Reality is cruciform. It takes the shape of the Cross.
The cross lies between past and present, tearing the self through time; it is the cataract in time’s rivering concourse. The cross stretches us between Heaven and Earth, and between the everlasting horizon of the ends of the world.
The “cross of reality” draws the coordinates of relationship, as Eugen Rosenstock-Huessy suggested: between “I”, “You”, “We”, and “They.”
The cross is the figure drawn between God, self, others, and world. Its cardinal points do not only align with the corners of the world (North, East, South, West); they align with the corners of the social order: parental, fraternal, nuptial, filial.
Israel camps in the shape of the cross (3 tribes at each side of the compass, cf. Num. 2), at whose heart lies the tabernacle’s Most Holy Place (Num. 2:2). To serve in the Lord’s Tent is to trace the sign of addition as you go about your duties.
The prophets see four beasts, four cherubim around the One Enthroned in Heaven (Ezek. 1:4-28, 10:3-17; Rev. 4:1-11). Yahweh, it seems, is worshiped ever in saltire.
Yahweh becomes incarnate and his life takes shape in the whorl of the liturgical year. He is the Sun of Righteousness whose radial dimensions are just so many multiples of the gammas of the fylfot (Malachi 4:2). When he is lifted-up and exalted on the cross (Jn. 12:32), —which is the shape of the human frame which is the image of God (Gen. 1:26-28)— the sun goes dark (Matt. 24:29, cf. Is. 13:10-11), bowing its light to the greater and more brilliant Radiance of the Father (Heb. 1:3, cf. Ex. 33:18; Jn. 14:9). Helios genuflects and hides his face from the Crucified son of man. There’s a new ruler in the heavens (Gen. 1:16; Jn. 12:31; Eph. 1:19b-23).
This same God marks the brows of the saints with the sign of the Tau which is a cross (Ezek. 9:4; Rev. 7:3, 9:4, 14:1). He sets His Name, the tetragrammaton, a cruciform four-edged sign, on their foreheads —marking them as the Holy Ones (Rev. 22:4). When Christians make the sign of the cross, it is the same gesture, naming ourselves among those whose names are written in the Lamb’s Book of Life (Rev. 3:5, 20:12, cf. Ex. 32:32, Lk. 10:20).

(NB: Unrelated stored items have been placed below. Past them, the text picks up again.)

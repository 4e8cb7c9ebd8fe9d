//! User domain entity

use chrono::{DateTime, Utc};

/// Registered account that can own charging stations.
#[derive(Clone, Debug)]
pub struct User {
    pub id: String,
    /// Unique, case-sensitive login name
    pub username: String,
    /// bcrypt hash of the password; never leaves the service layer
    pub password_hash: String,
    pub created_at: DateTime<Utc>,
}

impl User {
    pub fn summary(&self) -> UserSummary {
        UserSummary {
            id: self.id.clone(),
            username: self.username.clone(),
        }
    }
}

/// Public view of a user: identity without the secret.
#[derive(Clone, Debug, PartialEq, Eq)]
pub struct UserSummary {
    pub id: String,
    pub username: String,
}

impl From<User> for UserSummary {
    fn from(user: User) -> Self {
        Self {
            id: user.id,
            username: user.username,
        }
    }
}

The Cross is a historical reality: an instrument of death and shame applied to the body of Jesus the Messiah on a Friday over two-thousand years ago. But the Cross is an eternal reality, it makes sense of all things. Perhaps this is why so many of our most ancient myths take place in the heart of a labyrinth, which is classically a course of seven rungs carved about the shape of the Cross. In our long darkness, while we waited for the light to come to us, we carved this thing we felt, almost compulsively, lay at the heart of the world.
“Man” was the answer Oedipus gave the sphinx’s riddle at the city-square, the intersection of life, which is an acropolis, a crossroads, and a high place (Apollodorus, III.5.8-9). That was only half the truth. The other answer to the Sphinx’s riddle is, of course, “God.” God came and crawled on four legs as a babe; God grew in favor and wisdom (Lk. 2:52) and walked on two legs in the noon of his ministry (Lk. 4:14); God then walked on “three legs” up to Golgotha — his two human feet and a third foot made of wood. Thus it remained for the centurion to complete the Sphinx’s riddle “Truly this man was the son of God” (Mk. 15:39).
But the Cross is also a pastoral reality. It makes sense of our lives. I am stretched on the cross of reality between my hopes and my realities, between my work and my rest, between my family and my friends. We are pulled in every direction by various claims to our selves. We carry one another’s burdens and we become the cross the others in my life must carry (Gal. 6:2). “The cross, therefore, is unavoidable” Thomas A Kempis wrote, “[i]t waits for you everywhere. No matter where you may go, you cannot escape it, for wherever you go you take yourself along. Turn where you will – above, below, without, or within – you will find the cross.”
The call of the Gospel is the call of Reality: to pick up our crosses and follow after Jesus (Matt. 16:24-26). Sometimes this pattern can make us want to cry-out “Oh my God, it just feels like I’m dying!” It feels that way because we are. The promise of the Gospel is not that we will never die, but that we will rise again (Jn. 11:25). That’s the Cross. The Only God there is is the God who died and rose again. He is the way to life (Jn. 14:6). This is Good News for, to draw on A Kempis one last time, “[t]here is no other way to life and to true inward peace than the way and discipline of the cross. Go where you will, seek what you want, you will not find a higher way, nor a less exalted but safer way, than the way of the cross.”